START Data to process

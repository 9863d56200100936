// Domain layer - grid and update rule
pub mod domain;

// Application layer - loop timing and coordination
pub mod application;

// Infrastructure layer - rendering and input glue
pub mod rendering;
pub mod input;

// Re-exports for convenience
pub use domain::{Cell, Grid};
pub use application::{GENERATIONS_PER_SECOND, SEED_PROBABILITY, Scheduler};
pub use rendering::Renderer;
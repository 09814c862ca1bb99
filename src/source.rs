// Copyright 2025-present Harīṣh Tummalachērla
// SPDX-License-Identifier: Apache-2.0

//! Plain-text candidate loading.
//!
//! Resumes arrive as files. A file that can't be read does not abort the
//! ranking: it becomes a short diagnostic string and gets ranked like any
//! other text (it will simply score low). An empty file gets the
//! "no readable text" marker. The engine never validates what it's given.
//!
//! Loading is embarrassingly parallel; with the `parallel` feature the files
//! are read on the rayon pool. Results keep the order of the input paths.

use std::fs;
use std::path::{Path, PathBuf};

#[cfg(feature = "parallel")]
use indicatif::ProgressBar;
#[cfg(feature = "parallel")]
use rayon::prelude::*;
#[cfg(feature = "parallel")]
use std::sync::atomic::{AtomicUsize, Ordering};

use crate::types::Candidate;

/// Stand-in text for a document with nothing but whitespace in it.
pub const NO_READABLE_TEXT: &str = "No readable text found.";

/// Stand-in text for a document that could not be read.
pub fn extraction_error(err: &dyn std::fmt::Display) -> String {
    format!("Error extracting text: {}", err)
}

/// Read a document as text. Never fails; see the module docs.
///
/// Invalid UTF-8 is replaced rather than rejected.
pub fn load_text(path: &Path) -> String {
    match fs::read(path) {
        Ok(bytes) => {
            let text = String::from_utf8_lossy(&bytes);
            let trimmed = text.trim();
            if trimmed.is_empty() {
                tracing::warn!(path = %path.display(), "no readable text");
                NO_READABLE_TEXT.to_string()
            } else {
                trimmed.to_string()
            }
        }
        Err(err) => {
            tracing::warn!(path = %path.display(), error = %err, "failed to read candidate");
            extraction_error(&err)
        }
    }
}

/// Identity of a candidate loaded from `path`: its file name.
pub fn candidate_id(path: &Path) -> String {
    path.file_name()
        .map(|name| name.to_string_lossy().into_owned())
        .unwrap_or_else(|| path.display().to_string())
}

/// Load every path as a candidate, in input order.
#[cfg(feature = "parallel")]
pub fn load_candidates(paths: &[PathBuf]) -> Vec<Candidate> {
    paths
        .par_iter()
        .map(|path| Candidate::new(candidate_id(path), load_text(path)))
        .collect()
}

/// Load every path as a candidate, in input order.
#[cfg(not(feature = "parallel"))]
pub fn load_candidates(paths: &[PathBuf]) -> Vec<Candidate> {
    paths
        .iter()
        .map(|path| Candidate::new(candidate_id(path), load_text(path)))
        .collect()
}

/// Load candidates in parallel with progress reporting.
#[cfg(feature = "parallel")]
pub fn load_candidates_with_progress(paths: &[PathBuf], progress: &ProgressBar) -> Vec<Candidate> {
    let counter = AtomicUsize::new(0);
    let total = paths.len();

    let candidates = paths
        .par_iter()
        .map(|path| {
            let candidate = Candidate::new(candidate_id(path), load_text(path));

            let count = counter.fetch_add(1, Ordering::Relaxed) + 1;
            progress.set_position(count as u64);
            if count % 10 == 0 || count == total {
                progress.set_message(format!("{}/{}", count, total));
            }

            candidate
        })
        .collect();

    progress.finish_with_message(format!("loaded {} candidates", total));
    candidates
}
// Copyright 2025-present Harīṣh Tummalachērla
// SPDX-License-Identifier: Apache-2.0

//! Log setup for the binary.
//!
//! Logs go to stderr so `--format json` and `score` output on stdout stay
//! parseable. `TALENTVECTOR_LOG` takes a full `EnvFilter` directive
//! (e.g. `talentvector=debug`) and wins over `-v`.

use tracing_subscriber::layer::SubscriberExt;
use tracing_subscriber::util::SubscriberInitExt;
use tracing_subscriber::EnvFilter;

/// Filter level for a `-v` count.
pub fn level_for(verbosity: u8) -> &'static str {
    match verbosity {
        0 => "warn",
        1 => "info",
        2 => "debug",
        _ => "trace",
    }
}

/// Install the global subscriber. Call once, before any work.
pub fn init_logging(verbosity: u8) {
    let env_filter = EnvFilter::try_from_env("TALENTVECTOR_LOG")
        .unwrap_or_else(|_| EnvFilter::new(level_for(verbosity)));

    let fmt_layer = tracing_subscriber::fmt::layer()
        .with_writer(std::io::stderr)
        .with_target(false);

    tracing_subscriber::registry()
        .with(env_filter)
        .with(fmt_layer)
        .init();
}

END Data to process

Give back the entries above precisely as they appear.

repository 9863d56200100936
// Domain layer - grid and update rule
pub mod domain;

// Application layer - loop timing and coordination
pub mod application;

// Infrastructure layer - rendering and input glue
pub mod rendering;
pub mod input;

// Re-exports for convenience
pub use domain::{Cell, Grid};
pub use application::{GENERATIONS_PER_SECOND, SEED_PROBABILITY, Scheduler};
pub use rendering::Renderer;
repository 09814c862ca1bb99
filename src/source.rs
// Copyright 2025-present Harīṣh Tummalachērla
// SPDX-License-Identifier: Apache-2.0

//! Plain-text candidate loading.
//!
//! Resumes arrive as files. A file that can't be read does not abort the
//! ranking: it becomes a short diagnostic string and gets ranked like any
//! other text (it will simply score low). An empty file gets the
//! "no readable text" marker. The engine never validates what it's given.
//!
//! Loading is embarrassingly parallel; with the `parallel` feature the files
//! are read on the rayon pool. Results keep the order of the input paths.

use std::fs;
use std::path::{Path, PathBuf};

#[cfg(feature = "parallel")]
use indicatif::ProgressBar;
#[cfg(feature = "parallel")]
use rayon::prelude::*;
#[cfg(feature = "parallel")]
use std::sync::atomic::{AtomicUsize, Ordering};

use crate::types::Candidate;

/// Stand-in text for a document with nothing but whitespace in it.
pub const NO_READABLE_TEXT: &str = "No readable text found.";

/// Stand-in text for a document that could not be read.
pub fn extraction_error(err: &dyn std::fmt::Display) -> String {
    format!("Error extracting text: {}", err)
}

/// Read a document as text. Never fails; see the module docs.
///
/// Invalid UTF-8 is replaced rather than rejected.
pub fn load_text(path: &Path) -> String {
    match fs::read(path) {
        Ok(bytes) => {
            let text = String::from_utf8_lossy(&bytes);
            let trimmed = text.trim();
            if trimmed.is_empty() {
                tracing::warn!(path = %path.display(), "no readable text");
                NO_READABLE_TEXT.to_string()
            } else {
                trimmed.to_string()
            }
        }
        Err(err) => {
            tracing::warn!(path = %path.display(), error = %err, "failed to read candidate");
            extraction_error(&err)
        }
    }
}

/// Identity of a candidate loaded from `path`: its file name.
pub fn candidate_id(path: &Path) -> String {
    path.file_name()
        .map(|name| name.to_string_lossy().into_owned())
        .unwrap_or_else(|| path.display().to_string())
}

/// Load every path as a candidate, in input order.
#[cfg(feature = "parallel")]
pub fn load_candidates(paths: &[PathBuf]) -> Vec<Candidate> {
    paths
        .par_iter()
        .map(|path| Candidate::new(candidate_id(path), load_text(path)))
        .collect()
}

/// Load every path as a candidate, in input order.
#[cfg(not(feature = "parallel"))]
pub fn load_candidates(paths: &[PathBuf]) -> Vec<Candidate> {
    paths
        .iter()
        .map(|path| Candidate::new(candidate_id(path), load_text(path)))
        .collect()
}

/// Load candidates in parallel with progress reporting.
#[cfg(feature = "parallel")]
pub fn load_candidates_with_progress(paths: &[PathBuf], progress: &ProgressBar) -> Vec<Candidate> {
    let counter = AtomicUsize::new(0);
    let total = paths.len();

    let candidates = paths
        .par_iter()
        .map(|path| {
            let candidate = Candidate::new(candidate_id(path), load_text(path));

            let count = counter.fetch_add(1, Ordering::Relaxed) + 1;
            progress.set_position(count as u64);
            if count % 10 == 0 || count == total {
                progress.set_message(format!("{}/{}", count, total));
            }

            candidate
        })
        .collect();

    progress.finish_with_message(format!("loaded {} candidates", total));
    candidates
}
// Copyright 2025-present Harīṣh Tummalachērla
// SPDX-License-Identifier: Apache-2.0

//! Log setup for the binary.
//!
//! Logs go to stderr so `--format json` and `score` output on stdout stay
//! parseable. `TALENTVECTOR_LOG` takes a full `EnvFilter` directive
//! (e.g. `talentvector=debug`) and wins over `-v`.

use tracing_subscriber::layer::SubscriberExt;
use tracing_subscriber::util::SubscriberInitExt;
use tracing_subscriber::EnvFilter;

/// Filter level for a `-v` count.
pub fn level_for(verbosity: u8) -> &'static str {
    match verbosity {
        0 => "warn",
        1 => "info",
        2 => "debug",
        _ => "trace",
    }
}

/// Install the global subscriber. Call once, before any work.
pub fn init_logging(verbosity: u8) {
    let env_filter = EnvFilter::try_from_env("TALENTVECTOR_LOG")
        .unwrap_or_else(|_| EnvFilter::new(level_for(verbosity)));

    let fmt_layer = tracing_subscriber::fmt::layer()
        .with_writer(std::io::stderr)
        .with_target(false);

    tracing_subscriber::registry()
        .with(env_filter)
        .with(fmt_layer)
        .init();
}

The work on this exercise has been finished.